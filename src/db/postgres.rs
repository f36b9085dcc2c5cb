use async_trait::async_trait;
use deadpool_postgres::{Config, ManagerConfig, Pool, PoolConfig, RecyclingMethod, Runtime};
use tokio_postgres::{NoTls, Row};

use super::backend::{like_table, now_millis, ForumStore, SqlDialect};
use crate::types::{Article, NewArticle, NewReply, Reply, Target};

const SCHEMA: &str = r#"
CREATE TABLE IF NOT EXISTS articles (
    id BIGSERIAL PRIMARY KEY,
    board_id BIGINT NOT NULL,
    user_id BIGINT NOT NULL,
    title VARCHAR(255) NOT NULL,
    content TEXT NOT NULL,
    reply_count BIGINT NOT NULL DEFAULT 0,
    like_count BIGINT NOT NULL DEFAULT 0,
    visit_count BIGINT NOT NULL DEFAULT 0,
    state SMALLINT NOT NULL DEFAULT 0,
    delete_state SMALLINT NOT NULL DEFAULT 0,
    created_at TIMESTAMPTZ NOT NULL DEFAULT NOW()
);
CREATE INDEX IF NOT EXISTS idx_articles_board ON articles(board_id, created_at);

CREATE TABLE IF NOT EXISTS replies (
    id BIGSERIAL PRIMARY KEY,
    article_id BIGINT NOT NULL REFERENCES articles(id),
    parent_id BIGINT REFERENCES replies(id),
    author_id BIGINT NOT NULL,
    reply_user_id BIGINT,
    content VARCHAR(500) NOT NULL,
    like_count BIGINT NOT NULL DEFAULT 0,
    children_count BIGINT NOT NULL DEFAULT 0,
    state SMALLINT NOT NULL DEFAULT 0,
    delete_state SMALLINT NOT NULL DEFAULT 0,
    created_at TIMESTAMPTZ NOT NULL DEFAULT NOW()
);
CREATE INDEX IF NOT EXISTS idx_replies_article ON replies(article_id, parent_id, created_at);
CREATE INDEX IF NOT EXISTS idx_replies_parent ON replies(parent_id, created_at);

CREATE TABLE IF NOT EXISTS likes (
    id BIGSERIAL PRIMARY KEY,
    user_id BIGINT NOT NULL,
    target_id BIGINT NOT NULL,
    target_type VARCHAR(16) NOT NULL,
    created_at TIMESTAMPTZ NOT NULL DEFAULT NOW(),
    UNIQUE (user_id, target_id, target_type)
);
CREATE INDEX IF NOT EXISTS idx_likes_target ON likes(target_id, target_type);
"#;

const ARTICLE_COLUMNS: &str = "id, board_id, user_id, title, content, reply_count, like_count, \
   visit_count, state, delete_state, created_at";

const REPLY_COLUMNS: &str = "id, article_id, parent_id, author_id, reply_user_id, content, \
   like_count, children_count, state, delete_state, created_at";

const VISIBLE: &str = "delete_state = 0 AND state = 0";

/// PostgreSQL primary store
pub struct PostgresStore {
  pool: Pool,
}

impl PostgresStore {
  pub fn new(url: &str, max_connections: usize) -> Result<Self, anyhow::Error> {
    let mut cfg = Config::new();
    cfg.url = Some(url.into());
    cfg.manager = Some(ManagerConfig {
      recycling_method: RecyclingMethod::Fast,
    });
    cfg.pool = Some(PoolConfig::new(max_connections.max(1)));
    let pool = cfg.create_pool(Some(Runtime::Tokio1), NoTls)?;
    Ok(Self { pool })
  }

  async fn adjust(&self, table: &str, column: &str, id: i64, delta: i64)
    -> Result<bool, anyhow::Error> {
    let sql = self.dialect().adjust_counter(table, column);
    let changed = self.pool.get().await?.execute(&sql, &[&delta, &id]).await?;
    Ok(changed > 0)
  }

  async fn list_replies(&self, filter: &str, id: i64) -> Result<Vec<Reply>, anyhow::Error> {
    let sql = format!(
      "SELECT {} FROM replies WHERE {} AND {} ORDER BY created_at DESC, id DESC",
      REPLY_COLUMNS, filter, VISIBLE
    );
    let rows = self.pool.get().await?.query(&sql, &[&id]).await?;
    Ok(rows.iter().map(row_to_reply).collect())
  }
}

#[async_trait]
impl ForumStore for PostgresStore {
  fn dialect(&self) -> SqlDialect {
    SqlDialect::Postgres
  }

  async fn init_schema(&self) -> Result<(), anyhow::Error> {
    self.pool.get().await?.batch_execute(SCHEMA).await?;
    tracing::info!("PostgreSQL schema initialized");
    Ok(())
  }

  async fn insert_article(&self, article: &NewArticle) -> Result<Article, anyhow::Error> {
    let now = now_millis();
    let sql = format!(
      "INSERT INTO articles (board_id, user_id, title, content, created_at) \
       VALUES ($1, $2, $3, $4, $5) RETURNING {}",
      ARTICLE_COLUMNS
    );
    let row = self
      .pool
      .get()
      .await?
      .query_one(
        &sql,
        &[
          &article.board_id,
          &article.user_id,
          &article.title,
          &article.content,
          &now,
        ],
      )
      .await?;
    Ok(row_to_article(&row))
  }

  async fn get_article(&self, article_id: i64) -> Result<Option<Article>, anyhow::Error> {
    let sql = format!("SELECT {} FROM articles WHERE id = $1", ARTICLE_COLUMNS);
    let row = self.pool.get().await?.query_opt(&sql, &[&article_id]).await?;
    Ok(row.as_ref().map(row_to_article))
  }

  async fn set_article_state(&self, article_id: i64, state: i16) -> Result<bool, anyhow::Error> {
    let changed = self
      .pool
      .get()
      .await?
      .execute(
        "UPDATE articles SET state = $1 WHERE id = $2",
        &[&state, &article_id],
      )
      .await?;
    Ok(changed > 0)
  }

  async fn insert_reply(&self, reply: &NewReply) -> Result<Reply, anyhow::Error> {
    let now = now_millis();
    let sql = format!(
      "INSERT INTO replies (article_id, parent_id, author_id, reply_user_id, content, created_at) \
       VALUES ($1, $2, $3, $4, $5, $6) RETURNING {}",
      REPLY_COLUMNS
    );
    let row = self
      .pool
      .get()
      .await?
      .query_one(
        &sql,
        &[
          &reply.article_id,
          &reply.parent_id,
          &reply.author_id,
          &reply.reply_user_id,
          &reply.content,
          &now,
        ],
      )
      .await?;
    Ok(row_to_reply(&row))
  }

  async fn get_reply(&self, reply_id: i64) -> Result<Option<Reply>, anyhow::Error> {
    let sql = format!("SELECT {} FROM replies WHERE id = $1", REPLY_COLUMNS);
    let row = self.pool.get().await?.query_opt(&sql, &[&reply_id]).await?;
    Ok(row.as_ref().map(row_to_reply))
  }

  async fn get_replies_by_ids(&self, ids: &[i64]) -> Result<Vec<Reply>, anyhow::Error> {
    if ids.is_empty() {
      return Ok(Vec::new());
    }
    let sql = format!(
      "SELECT {} FROM replies WHERE id = ANY($1) AND {}",
      REPLY_COLUMNS, VISIBLE
    );
    let ids = ids.to_vec();
    let rows = self.pool.get().await?.query(&sql, &[&ids]).await?;
    Ok(rows.iter().map(row_to_reply).collect())
  }

  async fn list_top_level_replies(&self, article_id: i64) -> Result<Vec<Reply>, anyhow::Error> {
    self
      .list_replies("article_id = $1 AND parent_id IS NULL", article_id)
      .await
  }

  async fn list_child_replies(&self, parent_id: i64) -> Result<Vec<Reply>, anyhow::Error> {
    self.list_replies("parent_id = $1", parent_id).await
  }

  async fn soft_delete_reply(
    &self,
    reply_id: i64,
    author_id: i64,
    article_id: i64,
  ) -> Result<Option<Reply>, anyhow::Error> {
    let sql = format!(
      "UPDATE replies SET delete_state = 1 \
       WHERE id = $1 AND author_id = $2 AND article_id = $3 AND delete_state = 0 \
       RETURNING {}",
      REPLY_COLUMNS
    );
    let row = self
      .pool
      .get()
      .await?
      .query_opt(&sql, &[&reply_id, &author_id, &article_id])
      .await?;
    Ok(row.as_ref().map(row_to_reply))
  }

  async fn adjust_article_reply_count(
    &self,
    article_id: i64,
    delta: i64,
  ) -> Result<bool, anyhow::Error> {
    self.adjust("articles", "reply_count", article_id, delta).await
  }

  async fn adjust_article_view_count(
    &self,
    article_id: i64,
    delta: i64,
  ) -> Result<bool, anyhow::Error> {
    self.adjust("articles", "visit_count", article_id, delta).await
  }

  async fn adjust_reply_children_count(
    &self,
    reply_id: i64,
    delta: i64,
  ) -> Result<bool, anyhow::Error> {
    self.adjust("replies", "children_count", reply_id, delta).await
  }

  async fn adjust_like_count(&self, target: Target, delta: i64) -> Result<bool, anyhow::Error> {
    self
      .adjust(like_table(target.kind), "like_count", target.id, delta)
      .await
  }

  async fn find_like(&self, user_id: i64, target: Target) -> Result<bool, anyhow::Error> {
    let row = self
      .pool
      .get()
      .await?
      .query_opt(
        "SELECT 1 FROM likes WHERE user_id = $1 AND target_id = $2 AND target_type = $3",
        &[&user_id, &target.id, &target.kind.as_str()],
      )
      .await?;
    Ok(row.is_some())
  }

  async fn list_likers(&self, target: Target) -> Result<Vec<i64>, anyhow::Error> {
    let rows = self
      .pool
      .get()
      .await?
      .query(
        "SELECT user_id FROM likes WHERE target_id = $1 AND target_type = $2 ORDER BY id",
        &[&target.id, &target.kind.as_str()],
      )
      .await?;
    Ok(rows.iter().map(|r| r.get(0)).collect())
  }

  async fn apply_like(
    &self,
    user_id: i64,
    target: Target,
    liked: bool,
  ) -> Result<bool, anyhow::Error> {
    let kind = target.kind.as_str();
    let counter_sql = self.dialect().adjust_counter(like_table(target.kind), "like_count");

    let mut client = self.pool.get().await?;
    let tx = client.transaction().await?;
    let rows = if liked {
      tx.execute(
        "INSERT INTO likes (user_id, target_id, target_type, created_at) VALUES ($1, $2, $3, $4) \
         ON CONFLICT (user_id, target_id, target_type) DO NOTHING",
        &[&user_id, &target.id, &kind, &now_millis()],
      )
      .await?
    } else {
      tx.execute(
        "DELETE FROM likes WHERE user_id = $1 AND target_id = $2 AND target_type = $3",
        &[&user_id, &target.id, &kind],
      )
      .await?
    };
    if rows > 0 {
      let delta: i64 = if liked { 1 } else { -1 };
      tx.execute(&counter_sql, &[&delta, &target.id]).await?;
    }
    tx.commit().await?;
    Ok(rows > 0)
  }
}

fn row_to_article(r: &Row) -> Article {
  Article {
    id: r.get(0),
    board_id: r.get(1),
    user_id: r.get(2),
    title: r.get(3),
    content: r.get(4),
    reply_count: r.get(5),
    like_count: r.get(6),
    visit_count: r.get(7),
    state: r.get(8),
    delete_state: r.get(9),
    created_at: r.get(10),
  }
}

fn row_to_reply(r: &Row) -> Reply {
  Reply {
    id: r.get(0),
    article_id: r.get(1),
    parent_id: r.get(2),
    author_id: r.get(3),
    reply_user_id: r.get(4),
    content: r.get(5),
    like_count: r.get(6),
    children_count: r.get(7),
    state: r.get(8),
    delete_state: r.get(9),
    created_at: r.get(10),
  }
}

• Problem to work on: Each line of the data that has the string "RETURNING" should be returned.

• Result:
       VALUES ($1, $2, $3, $4, $5) RETURNING {}",
       VALUES ($1, $2, $3, $4, $5, $6) RETURNING {}",
       RETURNING {}",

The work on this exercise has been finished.